Sonic Visions: How Music Navigates the Visual Pathways of the Mind

Event date
Event time
17:15
Venue
Faculty of Music
St Aldate's
Oxford
OX1 1DB
Event type
Lectures and seminars
Event cost
Free
Disabled access?
No
Booking required
Not required

In the field of music cognition, mental imagery—that is, quasi-perceptual experience in the absence of the corresponding external sensory input—has mainly been studied with a focus on auditory imagery. Recent research shows, however, that other modalities such as visual mental imagery (i.e., seeing images in one’s mind’s eye) form an integral part of the experience of music listening, too. In this presentation, I will give an overview of new empirical studies on music-induced visual mental imagery, addressing some fundamental questions such as its content, function, relation to emotion, and neurophysiological correlates. The main argument is that music listening is a multimodal phenomenon which navigates other sensory modalities and provides a fruitful model to investigate the routes from perception to imagination.
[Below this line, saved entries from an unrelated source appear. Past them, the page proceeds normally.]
// Copyright 2025 eraflo
//
// Licensed under the Apache License, Version 2.0 (the "License");
// you may not use this file except in compliance with the License.
// You may obtain a copy of the License at
//
//     http://www.apache.org/licenses/LICENSE-2.0
//
// Unless required by applicable law or agreed to in writing, software
// distributed under the License is distributed on an "AS IS" BASIS,
// WITHOUT WARRANTIES OR CONDITIONS OF ANY KIND, either express or implied.
// See the License for the specific language governing permissions and
// limitations under the License.

//! Pools of equally-sized blocks carved out of persistently-mapped pages.

use crate::renderer::api::{BufferDescriptor, BufferId, BufferUsage, PersistentMapping};
use crate::renderer::error::ResourceError;
use crate::renderer::traits::GraphicsDevice;
use std::borrow::Cow;

/// One backing buffer of a pool, mapped for its whole lifetime.
#[derive(Debug)]
struct Page {
    buffer: BufferId,
    mapping: PersistentMapping,
    /// One flag per block, set while the block is handed out.
    in_use: Vec<bool>,
}

/// The location of a block inside its pool.
#[derive(Debug, Clone, Copy, PartialEq, Eq, Hash)]
pub(crate) struct BlockRef {
    pub(crate) page: u32,
    pub(crate) block: u32,
}

/// A size class: its pages and the blocks currently free for reuse.
#[derive(Debug)]
pub(crate) struct Pool {
    block_size: u64,
    page_size: u64,
    pages: Vec<Page>,
    /// Popped from the back.
    free: Vec<BlockRef>,
}

impl Pool {
    pub(crate) fn new(block_size: u64, page_size: u64) -> Self {
        Self {
            block_size,
            page_size,
            pages: Vec::new(),
            free: Vec::new(),
        }
    }

    pub(crate) fn block_size(&self) -> u64 {
        self.block_size
    }

    pub(crate) fn blocks_per_page(&self) -> u32 {
        (self.page_size / self.block_size) as u32
    }

    pub(crate) fn page_count(&self) -> usize {
        self.pages.len()
    }

    pub(crate) fn free_blocks(&self) -> usize {
        self.free.len()
    }

    pub(crate) fn total_blocks(&self) -> usize {
        self.pages.len() * self.blocks_per_page() as usize
    }

    /// Hands out a free block, creating a page first when none is left.
    pub(crate) fn acquire(
        &mut self,
        device: &dyn GraphicsDevice,
        pool_index: usize,
    ) -> Result<BlockRef, ResourceError> {
        if self.free.is_empty() {
            self.grow(device, pool_index)?;
        }
        let block = self.free.pop().ok_or(ResourceError::InvalidHandle)?;
        if let Some(flag) = self.in_use_mut(block) {
            *flag = true;
        }
        Ok(block)
    }

    /// Returns a block to the free list. A block that is not handed out is
    /// left alone and `false` is returned.
    pub(crate) fn release(&mut self, block: BlockRef) -> bool {
        match self.in_use_mut(block) {
            Some(flag) if *flag => {
                *flag = false;
                self.free.push(block);
                true
            }
            _ => {
                log::warn!(
                    "Transient block {block:?} of the {} B pool released while not in use",
                    self.block_size
                );
                false
            }
        }
    }

    fn in_use_mut(&mut self, block: BlockRef) -> Option<&mut bool> {
        self.pages
            .get_mut(block.page as usize)?
            .in_use
            .get_mut(block.block as usize)
    }

    /// Backing buffer of `page`.
    pub(crate) fn page_buffer(&self, page: u32) -> Option<BufferId> {
        self.pages.get(page as usize).map(|p| p.buffer)
    }

    /// Writable bytes of `block`, `len` bytes from its start.
    pub(crate) fn block_bytes_mut(
        &mut self,
        block: BlockRef,
        len: u64,
    ) -> Result<&mut [u8], ResourceError> {
        if block.block >= self.blocks_per_page() || len > self.block_size {
            return Err(ResourceError::OutOfBounds);
        }
        let offset = block.block as u64 * self.block_size;
        let page = self
            .pages
            .get_mut(block.page as usize)
            .ok_or(ResourceError::InvalidHandle)?;
        page.mapping.slice_mut(offset as usize, len as usize)
    }

    /// Creates one page and pushes all of its blocks, so that they are popped
    /// in ascending order.
    fn grow(
        &mut self,
        device: &dyn GraphicsDevice,
        pool_index: usize,
    ) -> Result<(), ResourceError> {
        let page_index = self.pages.len() as u32;
        let buffer = device.create_buffer(&BufferDescriptor {
            label: Some(Cow::Owned(format!(
                "transient pool {pool_index} page {page_index}"
            ))),
            size: self.page_size,
            usage: BufferUsage::VERTEX
                | BufferUsage::INDEX
                | BufferUsage::UNIFORM
                | BufferUsage::MAP_WRITE,
            persistently_mapped: true,
        })?;
        let mapping = match device.map_persistent(buffer) {
            Ok(mapping) => mapping,
            Err(e) => {
                if let Err(destroy) = device.destroy_buffer(buffer) {
                    log::warn!("Failed to destroy unmappable page buffer {buffer:?}: {destroy:?}");
                }
                return Err(e);
            }
        };
        let blocks = self.blocks_per_page();
        self.pages.push(Page {
            buffer,
            mapping,
            in_use: vec![false; blocks as usize],
        });

        self.free.extend((0..blocks).rev().map(|block| BlockRef {
            page: page_index,
            block,
        }));

        log::info!(
            "Transient pool {} ({} B blocks): created page {} ({} blocks, {} pages total)",
            pool_index,
            self.block_size,
            page_index,
            blocks,
            self.pages.len()
        );
        Ok(())
    }

    /// Destroys every page. Mappings are dropped before their buffers.
    pub(crate) fn destroy(&mut self, device: &dyn GraphicsDevice) -> Result<(), ResourceError> {
        self.free.clear();
        let mut result = Ok(());
        for page in self.pages.drain(..) {
            let Page {
                buffer, mapping, ..
            } = page;
            drop(mapping);
            if let Err(e) = device.destroy_buffer(buffer) {
                log::warn!("Failed to destroy transient page {buffer:?}: {e:?}");
                result = result.and(Err(e));
            }
        }
        result
    }
}

#[cfg(test)]
mod tests {
    use super::*;
    use crate::renderer::mock::MockGraphicsDevice;

    #[test]
    fn test_fresh_page_hands_out_ascending_blocks() {
        let device = MockGraphicsDevice::new();
        let mut pool = Pool::new(256, 1024);

        let blocks: Vec<_> = (0..4)
            .map(|_| pool.acquire(&device, 0).unwrap().block)
            .collect();
        assert_eq!(blocks, vec![0, 1, 2, 3]);
        assert_eq!(pool.page_count(), 1);
        assert_eq!(pool.free_blocks(), 0);

        let next = pool.acquire(&device, 0).unwrap();
        assert_eq!(next, BlockRef { page: 1, block: 0 });
        assert_eq!(device.live_buffers(), 2);
    }

    #[test]
    fn test_release_is_lifo_and_rejects_repeats() {
        let device = MockGraphicsDevice::new();
        let mut pool = Pool::new(256, 1024);
        let a = pool.acquire(&device, 0).unwrap();
        let b = pool.acquire(&device, 0).unwrap();

        assert!(pool.release(a));
        assert!(pool.release(b));
        assert!(!pool.release(b));
        assert!(!pool.release(BlockRef { page: 7, block: 0 }));
        assert_eq!(pool.free_blocks(), 4);

        assert_eq!(pool.acquire(&device, 0).unwrap(), b);
        assert_eq!(pool.acquire(&device, 0).unwrap(), a);
        pool.destroy(&device).unwrap();
        assert_eq!(device.live_buffers(), 0);
    }
}
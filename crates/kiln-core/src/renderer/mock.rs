// Copyright 2025 eraflo
//
// Licensed under the Apache License, Version 2.0 (the "License");
// you may not use this file except in compliance with the License.
// You may obtain a copy of the License at
//
//     http://www.apache.org/licenses/LICENSE-2.0
//
// Unless required by applicable law or agreed to in writing, software
// distributed under the License is distributed on an "AS IS" BASIS,
// WITHOUT WARRANTIES OR CONDITIONS OF ANY KIND, either express or implied.
// See the License for the specific language governing permissions and
// limitations under the License.

//! In-memory device and tracing sink used by the unit tests of this crate.

use crate::math::LinearRgba;
use crate::renderer::api::*;
use crate::renderer::error::ResourceError;
use crate::renderer::traits::{CommandSink, GraphicsDevice};
use std::collections::HashMap;
use std::ops::Range;
use std::sync::atomic::{AtomicBool, AtomicUsize, Ordering};
use std::sync::{Arc, Mutex};
use std::time::Duration;

#[derive(Debug)]
struct MockBuffer {
    memory: Arc<HostMemory>,
    mappable: bool,
}

/// A mock graphics device backed by heap memory, with manually driven fences.
#[derive(Debug)]
pub(crate) struct MockGraphicsDevice {
    next_id: AtomicUsize,
    auto_signal: AtomicBool,
    buffers: Mutex<HashMap<BufferId, MockBuffer>>,
    fences: Mutex<HashMap<FenceId, bool>>,
    waits: AtomicUsize,
}

impl MockGraphicsDevice {
    /// A device whose fences signal as soon as they are inserted.
    pub(crate) fn new() -> Self {
        Self {
            next_id: AtomicUsize::new(1),
            auto_signal: AtomicBool::new(true),
            buffers: Mutex::new(HashMap::new()),
            fences: Mutex::new(HashMap::new()),
            waits: AtomicUsize::new(0),
        }
    }

    /// Fences inserted from now on stay pending until [`Self::signal_all`].
    pub(crate) fn hold_fences(&self) {
        self.auto_signal.store(false, Ordering::SeqCst);
    }

    /// Signals every live fence and restores auto-signaling.
    pub(crate) fn signal_all(&self) {
        self.auto_signal.store(true, Ordering::SeqCst);
        for signaled in self.fences.lock().unwrap().values_mut() {
            *signaled = true;
        }
    }

    pub(crate) fn live_buffers(&self) -> usize {
        self.buffers.lock().unwrap().len()
    }

    pub(crate) fn live_fences(&self) -> usize {
        self.fences.lock().unwrap().len()
    }

    pub(crate) fn wait_count(&self) -> usize {
        self.waits.load(Ordering::SeqCst)
    }

    pub(crate) fn buffer_bytes(&self, id: BufferId, offset: usize, len: usize) -> Vec<u8> {
        self.buffers.lock().unwrap()[&id]
            .memory
            .read(offset, len)
            .unwrap()
    }

    fn next(&self) -> usize {
        self.next_id.fetch_add(1, Ordering::Relaxed)
    }
}

impl GraphicsDevice for MockGraphicsDevice {
    fn create_buffer(&self, descriptor: &BufferDescriptor) -> Result<BufferId, ResourceError> {
        self.create_buffer_with_data(descriptor, &[])
    }

    fn create_buffer_with_data(
        &self,
        descriptor: &BufferDescriptor,
        data: &[u8],
    ) -> Result<BufferId, ResourceError> {
        if data.len() as u64 > descriptor.size {
            return Err(ResourceError::OutOfBounds);
        }
        let mut memory = HostMemory::zeroed(descriptor.size as usize);
        memory.bytes_mut()[..data.len()].copy_from_slice(data);
        let id = BufferId(self.next());
        self.buffers.lock().unwrap().insert(
            id,
            MockBuffer {
                memory: Arc::new(memory),
                mappable: descriptor.persistently_mapped
                    && descriptor.usage.contains(BufferUsage::MAP_WRITE),
            },
        );
        Ok(id)
    }

    fn destroy_buffer(&self, id: BufferId) -> Result<(), ResourceError> {
        self.buffers
            .lock()
            .unwrap()
            .remove(&id)
            .map(|_| ())
            .ok_or(ResourceError::NotFound)
    }

    fn map_persistent(&self, id: BufferId) -> Result<PersistentMapping, ResourceError> {
        let buffers = self.buffers.lock().unwrap();
        let buffer = buffers.get(&id).ok_or(ResourceError::NotFound)?;
        if !buffer.mappable {
            return Err(ResourceError::NotMappable);
        }
        buffer.memory.map()
    }

    fn insert_fence(&self) -> Result<FenceId, ResourceError> {
        let id = FenceId(self.next() as u64);
        let signaled = self.auto_signal.load(Ordering::SeqCst);
        self.fences.lock().unwrap().insert(id, signaled);
        Ok(id)
    }

    fn fence_status(&self, fence: FenceId) -> Result<FenceStatus, ResourceError> {
        match self.fences.lock().unwrap().get(&fence) {
            Some(true) => Ok(FenceStatus::Signaled),
            Some(false) => Ok(FenceStatus::Pending),
            None => Err(ResourceError::NotFound),
        }
    }

    fn wait_fence(&self, fence: FenceId, _timeout: Duration) -> Result<FenceStatus, ResourceError> {
        self.waits.fetch_add(1, Ordering::SeqCst);
        self.fence_status(fence)
    }

    fn destroy_fence(&self, fence: FenceId) -> Result<(), ResourceError> {
        self.fences
            .lock()
            .unwrap()
            .remove(&fence)
            .map(|_| ())
            .ok_or(ResourceError::NotFound)
    }

    fn create_pipeline_state(
        &self,
        descriptor: &PipelineStateDescriptor,
    ) -> Result<PipelineState, ResourceError> {
        Ok(PipelineState::from_descriptor(
            PipelineStateId(self.next()),
            descriptor,
        ))
    }
}

/// Records a compact trace of every sink call.
#[derive(Debug, Default)]
pub(crate) struct TraceSink {
    pub(crate) calls: Vec<String>,
}

impl CommandSink for TraceSink {
    fn set_render_target(&mut self, target: RenderTarget) {
        self.calls.push(format!("rt {}", target.id.0));
    }
    fn set_screen_render_target(&mut self) {
        self.calls.push("screen".into());
    }
    fn set_render_targets(&mut self, color: &[RenderTarget], _depth: Option<RenderTarget>) {
        self.calls.push(format!("rts {}", color.len()));
    }
    fn set_viewports(&mut self, viewports: &[Viewport]) {
        self.calls.push(format!("viewports {}", viewports.len()));
    }
    fn clear_color(&mut self, _color: LinearRgba) {
        self.calls.push("clear color".into());
    }
    fn clear_depth(&mut self, depth: f32) {
        self.calls.push(format!("clear depth {depth}"));
    }
    fn bind_vertex_buffers(&mut self, _layout: InputLayoutId, buffers: &[VertexBufferBinding]) {
        self.calls.push(format!("vb {}", buffers.len()));
    }
    fn bind_constant_buffers(&mut self, buffers: &[BufferBinding]) {
        self.calls.push(format!("cb {}", buffers.len()));
    }
    fn bind_textures(&mut self, textures: &[TextureId], _samplers: &[SamplerId]) {
        self.calls.push(format!("tex {}", textures.len()));
    }
    fn set_pipeline_state(&mut self, state: PipelineStateId) {
        self.calls.push(format!("pso {}", state.0));
    }
    fn set_stencil_reference(&mut self, reference: u32) {
        self.calls.push(format!("stencil {reference}"));
    }
    fn draw(&mut self, _p: PrimitiveTopology, vertices: Range<u32>, _i: Range<u32>) {
        self.calls.push(format!("draw {vertices:?}"));
    }
    fn draw_indexed(
        &mut self,
        _p: PrimitiveTopology,
        _ib: IndexBufferBinding,
        _base: i32,
        indices: Range<u32>,
        _i: Range<u32>,
    ) {
        self.calls.push(format!("draw indexed {indices:?}"));
    }
    fn draw_procedural(&mut self, _p: PrimitiveTopology, count: u32, _i: Range<u32>) {
        self.calls.push(format!("draw procedural {count}"));
    }
}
Mats B. Küssner is a Lecturer in the Department of Musicology and Media Studies at Humboldt-Universität zu Berlin. His research focuses on multimodal perception and mental imagery of music, emotional responses to music, and performance science. Before moving to Berlin, he was Peter Sowerby Research Associate in Performance Science at the Royal College of Music. Mats completed his PhD in Music within the AHRC Research Centre for Musical Performance as Creative Practice at King’s College London, investigating embodied cross-modal mappings of sound and music. He is principal editor of the volume ‘Music and Mental Imagery’ (Routledge, 2022), has co-edited two special issues—one on Music, Emotion, and Visual Imagery (Psychomusicology, 2019) and one on Music and Shape (Empirical Musicology Review, 2013)—and is currently lead editor of a special collection on Music and Mental Imagery to be published in Music & Science in 2023. His work has received numerous awards, including the Aubrey Hickman Award of the Society for Education, Music and Psychology Research (SEMPRE) and the Faculty Award for Excellence in Teaching from the Faculty of Humanities and Social Sciences at Humboldt-Universität zu Berlin.